In addition, the connection beam main body 1 is formed by laminating fiber layers of carbon fiber composite materials, and the forming process is not taken as the main protection content of the application, so that the connection beam main body is only protected from the aspects of structure and materials, and the forming process is not repeated.
Preferably, one end in the length direction of the connecting beam main body 1 in the embodiment is a first end 101, and the other end is a second end 102;
the width of the first end 101 is greater than the width of the second end 102;
the connection beam body 1 is configured in a structure in which the width gradually decreases from the first end 101 to the second end 102;
the first end 101 is provided with two first mounting holes 201;
the second end 102 defines a second mounting hole 202.
First, in this embodiment, the structure of the connecting beam body 1 is further defined in terms of the assembly structure of the connecting rod 302 between the external mount 3 and the two connecting beam bodies 1, and the connecting beam body 1 is a long strip structure with gradually changing width as a whole, and one end is the first end 101, the first end 101 is connected to the mount 3, and the other end is the second end 102, and the second end 102 is used as the connection structure with the connecting rod 4. And a first mounting hole 201 is formed at the first end 101 and a second mounting hole 202 is formed at the second end 102, respectively.
The two connecting beams of the connecting beam assembly of this embodiment are oppositely arranged, the first end 101 of one connecting beam is close to the second end 102 of the other connecting beam, the second end 102 of one connecting beam is connected with the other connecting beam main body 1 by using the connecting rod 4 of this embodiment, and a certain gap is reserved between the two connecting beams to serve as a movable space.
More preferably, the outer side of the first end 101 of the present embodiment has an arc-shaped groove 10101, and the portions of the first end 101 located on both sides of the arc-shaped groove 10101 are convexly formed as connection ends 10102;
each of the connection ends 10102 is provided with a first mounting hole 201, and the first mounting hole 201 is used for being connected with an external connection seat 301 through a fastener.

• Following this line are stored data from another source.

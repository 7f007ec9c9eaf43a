pub mod category;
pub mod expense;

pub use category::CategoryRecord;
pub use expense::{ExpenseRecord, ExpenseWithCategory};
use chrono::NaiveDate;

/// A stored expense row.
///
/// `amount` is negative for every expense; the sign encodes "outflow" and is
/// normalized at write time by the expense service. The aggregation engine
/// relies on this invariant and treats raw sums as non-positive.
#[derive(Debug, Clone, PartialEq)]
pub struct ExpenseRecord {
    pub id: i64,
    pub description: String,
    pub amount: f64,
    pub date: NaiveDate,
    /// Weak reference; may be `None` or point at a deleted category
    pub category_id: Option<i64>,
}

/// An expense joined with its category's display fields, as produced by the
/// listing and detail queries.
#[derive(Debug, Clone, PartialEq)]
pub struct ExpenseWithCategory {
    pub expense: ExpenseRecord,
    pub category_name: Option<String>,
    pub category_color: Option<String>,
}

Firstly, the specific structure of the first end 101 is that the whole body of the first end 101 is in the structure of an arc-shaped groove 10101, two end parts of the arc-shaped groove 10101 are connecting ends 10102, and are respectively provided with a first mounting hole 201, and the first mounting holes 201 are matched with the external mounting seat 3 to be assembled in a fastening piece mode.
Preferably, the connecting beam body 1 of the present embodiment is provided with a through hole penetrating the connecting beam body 1 at a position near the first end 101, the through hole being configured as a movement space 104 of the connecting rod 4 between the mutually cooperating connecting beams;
a second mounting hole 202 is formed in the position where the connecting beam main body 1 is matched with the movement space 104, one end of the connecting rod 4 between the two mutually matched connecting beams is connected with the second mounting hole 202 of the second end 102 through a fastener, the other end of the connecting rod is connected through the second mounting hole 202 on the connecting beam main body 1 through a fastener, and the connecting rod 4 extends into the movement space 104 partially.

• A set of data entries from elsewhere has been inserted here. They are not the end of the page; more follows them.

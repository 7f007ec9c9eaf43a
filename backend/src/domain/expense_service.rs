//! Expense CRUD domain logic for the expense tracker.

use anyhow::{anyhow, Result};
use chrono::{Local, NaiveDate};
use shared::{CreateExpenseRequest, CreateExpenseResponse, Expense, UpdateExpenseRequest};
use tracing::info;

use crate::domain::models::ExpenseWithCategory;
use crate::domain::period::Period;
use crate::storage::ExpenseRepository;

#[derive(Clone)]
pub struct ExpenseService {
    expense_repository: ExpenseRepository,
}

impl ExpenseService {
    pub fn new(expense_repository: ExpenseRepository) -> Self {
        Self { expense_repository }
    }

    /// List expenses for the given period, newest first, with their category
    /// display fields joined in.
    pub async fn list_expenses(&self, period: Period) -> Result<Vec<Expense>> {
        let range = period.resolve(Local::now().date_naive());
        let rows = self.expense_repository.list(&range).await?;

        Ok(rows.into_iter().map(to_list_dto).collect())
    }

    /// Get a single expense by id. The date stays ISO here so the edit form
    /// can round-trip it.
    pub async fn get_expense(&self, id: i64) -> Result<Option<Expense>> {
        Ok(self.expense_repository.get(id).await?.map(to_detail_dto))
    }

    /// Create a new expense. The amount sign is normalized at write time:
    /// positive input is stored as its negative, so every stored expense
    /// carries the outflow sign the statistics engine assumes.
    pub async fn create_expense(
        &self,
        request: CreateExpenseRequest,
    ) -> Result<CreateExpenseResponse> {
        let (amount, date) = validate_input(&request.description, request.amount, &request.date)?;

        let id = self
            .expense_repository
            .create(&request.description, amount, date, request.category_id)
            .await?;

        info!("Created expense {}", id);
        Ok(CreateExpenseResponse {
            id,
            message: "Expense created successfully".to_string(),
        })
    }

    /// Update an existing expense; returns false when the id does not exist.
    /// Sign normalization applies the same way as on create.
    pub async fn update_expense(&self, id: i64, request: UpdateExpenseRequest) -> Result<bool> {
        let (amount, date) = validate_input(&request.description, request.amount, &request.date)?;

        let updated = self
            .expense_repository
            .update(id, &request.description, amount, date, request.category_id)
            .await?;

        if updated {
            info!("Updated expense {}", id);
        }
        Ok(updated)
    }

    /// Delete an expense; returns false when the id does not exist
    pub async fn delete_expense(&self, id: i64) -> Result<bool> {
        let deleted = self.expense_repository.delete(id).await?;

        if deleted {
            info!("Deleted expense {}", id);
        }
        Ok(deleted)
    }
}

fn validate_input(description: &str, amount: f64, date: &str) -> Result<(f64, NaiveDate)> {
    if description.is_empty() || description.len() > 256 {
        return Err(anyhow!("Description must be between 1 and 256 characters"));
    }

    let date = NaiveDate::parse_from_str(date, "%Y-%m-%d")
        .map_err(|_| anyhow!("Date must be in YYYY-MM-DD format"))?;

    // Expenses are outflows: a positive amount is the same expense typed
    // without the minus sign
    let amount = if amount > 0.0 { -amount } else { amount };

    Ok((amount, date))
}

fn to_list_dto(row: ExpenseWithCategory) -> Expense {
    Expense {
        id: row.expense.id,
        description: row.expense.description,
        amount: row.expense.amount,
        date: row.expense.date.format("%d/%m/%Y").to_string(),
        category_id: row.expense.category_id,
        category_name: row.category_name,
        category_color: row.category_color,
    }
}

fn to_detail_dto(row: ExpenseWithCategory) -> Expense {
    Expense {
        id: row.expense.id,
        description: row.expense.description,
        amount: row.expense.amount,
        date: row.expense.date.to_string(),
        category_id: row.expense.category_id,
        category_name: row.category_name,
        category_color: row.category_color,
    }
}

#[cfg(test)]
mod tests {
    use super::*;
    use crate::storage::DbConnection;
    use chrono::Duration;

    async fn create_test_service() -> ExpenseService {
        let db = DbConnection::init_test()
            .await
            .expect("Failed to create test database");
        ExpenseService::new(ExpenseRepository::new(db))
    }

    fn request(description: &str, amount: f64, date: &str) -> CreateExpenseRequest {
        CreateExpenseRequest {
            description: description.to_string(),
            amount,
            date: date.to_string(),
            category_id: Some(1),
        }
    }

    #[tokio::test]
    async fn test_create_normalizes_positive_amount() {
        let service = create_test_service().await;

        let response = service
            .create_expense(request("Bus ticket", 4.50, "2026-08-01"))
            .await
            .unwrap();

        let stored = service.get_expense(response.id).await.unwrap().unwrap();
        assert_eq!(stored.amount, -4.50);
    }

    #[tokio::test]
    async fn test_create_keeps_negative_amount() {
        let service = create_test_service().await;

        let response = service
            .create_expense(request("Groceries", -80.0, "2026-08-01"))
            .await
            .unwrap();

        let stored = service.get_expense(response.id).await.unwrap().unwrap();
        assert_eq!(stored.amount, -80.0);
    }

    #[tokio::test]
    async fn test_create_rejects_empty_description() {
        let service = create_test_service().await;

        let result = service
            .create_expense(request("", 10.0, "2026-08-01"))
            .await;
        assert!(result.is_err());
    }

    #[tokio::test]
    async fn test_create_rejects_overlong_description() {
        let service = create_test_service().await;

        let result = service
            .create_expense(request(&"x".repeat(257), 10.0, "2026-08-01"))
            .await;
        assert!(result.is_err());
    }

    #[tokio::test]
    async fn test_create_rejects_malformed_date() {
        let service = create_test_service().await;

        let result = service
            .create_expense(request("Groceries", 10.0, "01/08/2026"))
            .await;
        assert!(result.is_err());
    }

    #[tokio::test]
    async fn test_list_formats_dates_for_display() {
        let service = create_test_service().await;

        service
            .create_expense(request("Groceries", 10.0, "2026-08-01"))
            .await
            .unwrap();

        let expenses = service.list_expenses(Period::AllTime).await.unwrap();
        assert_eq!(expenses.len(), 1);
        assert_eq!(expenses[0].date, "01/08/2026");
        assert_eq!(expenses[0].category_name.as_deref(), Some("Alimentação"));
    }

    #[tokio::test]
    async fn test_get_returns_iso_date_for_editing() {
        let service = create_test_service().await;

        let response = service
            .create_expense(request("Groceries", 10.0, "2026-08-01"))
            .await
            .unwrap();

        let stored = service.get_expense(response.id).await.unwrap().unwrap();
        assert_eq!(stored.date, "2026-08-01");
    }

    #[tokio::test]
    async fn test_list_applies_period_filter() {
        let service = create_test_service().await;
        let today = Local::now().date_naive();
        let last_month = today - Duration::days(40);

        service
            .create_expense(request("Recent", 10.0, &today.to_string()))
            .await
            .unwrap();
        service
            .create_expense(request("Old", 20.0, &last_month.to_string()))
            .await
            .unwrap();

        let weekly = service.list_expenses(Period::Weekly).await.unwrap();
        assert_eq!(weekly.len(), 1);
        assert_eq!(weekly[0].description, "Recent");

        let all = service.list_expenses(Period::AllTime).await.unwrap();
        assert_eq!(all.len(), 2);
    }

    #[tokio::test]
    async fn test_update_missing_expense_returns_false() {
        let service = create_test_service().await;

        let updated = service
            .update_expense(
                9999,
                UpdateExpenseRequest {
                    description: "Nothing".to_string(),
                    amount: 1.0,
                    date: "2026-08-01".to_string(),
                    category_id: None,
                },
            )
            .await
            .unwrap();
        assert!(!updated);
    }

    #[tokio::test]
    async fn test_update_normalizes_amount() {
        let service = create_test_service().await;

        let response = service
            .create_expense(request("Groceries", 10.0, "2026-08-01"))
            .await
            .unwrap();

        let updated = service
            .update_expense(
                response.id,
                UpdateExpenseRequest {
                    description: "Groceries".to_string(),
                    amount: 25.0,
                    date: "2026-08-02".to_string(),
                    category_id: Some(2),
                },
            )
            .await
            .unwrap();
        assert!(updated);

        let stored = service.get_expense(response.id).await.unwrap().unwrap();
        assert_eq!(stored.amount, -25.0);
        assert_eq!(stored.date, "2026-08-02");
    }

    #[tokio::test]
    async fn test_delete_expense() {
        let service = create_test_service().await;

        let response = service
            .create_expense(request("Doomed", 10.0, "2026-08-01"))
            .await
            .unwrap();

        assert!(service.delete_expense(response.id).await.unwrap());
        assert!(service.get_expense(response.id).await.unwrap().is_none());
        assert!(!service.delete_expense(response.id).await.unwrap());
    }
}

The connecting beam body 1 of the present embodiment is provided with a movement space 104 capable of passing through the connecting rod 4, and is provided with a second mounting hole 202 therein, and the second mounting hole 202 of the second end 102 together serve as mounting holes at both ends of the connecting rod, and connection is achieved by a fastener. When the two connecting beam bodies 1 are assembled as a unit, the connecting rod 4 partially passes through the movement space 104, and a certain turning moment can be provided to prevent the vehicle body from rolling sideways when the vehicle passes through a curve.
Preferably, the link 4 of the present embodiment includes a lever portion 401; and link attachment portions 402 located at both ends in the longitudinal direction of the lever portion 401;
the second end 102 of the connecting beam main body 1 is provided with an embedded groove, and two sides of the embedded groove are provided with second mounting holes 202;
a connecting rod mounting part 402 at one end of the rod part 401 is embedded into the embedded groove, and two ends of the connecting rod mounting part 402 penetrate into the second mounting hole 202 of the second end 102;
the connecting rod mounting part 402 at the other end of the rod part 401 is arranged in the movement space 104, and two ends of the connecting rod mounting part 402 penetrate into the second mounting hole 202 at the position.
The middle portion of the shaft 401 of the present embodiment has a reinforcing portion 403.
The present embodiment further defines the structure of the link 4, which includes the rod 401 and the link mounting portions 402 at both ends, and the rod 401 and the link mounting portions 402 are sized to ensure that the entire rod 401 and the link mounting portions 402 can be inserted into the movement space, and that the link mounting portions 402 can pass through the corresponding second mounting holes 202.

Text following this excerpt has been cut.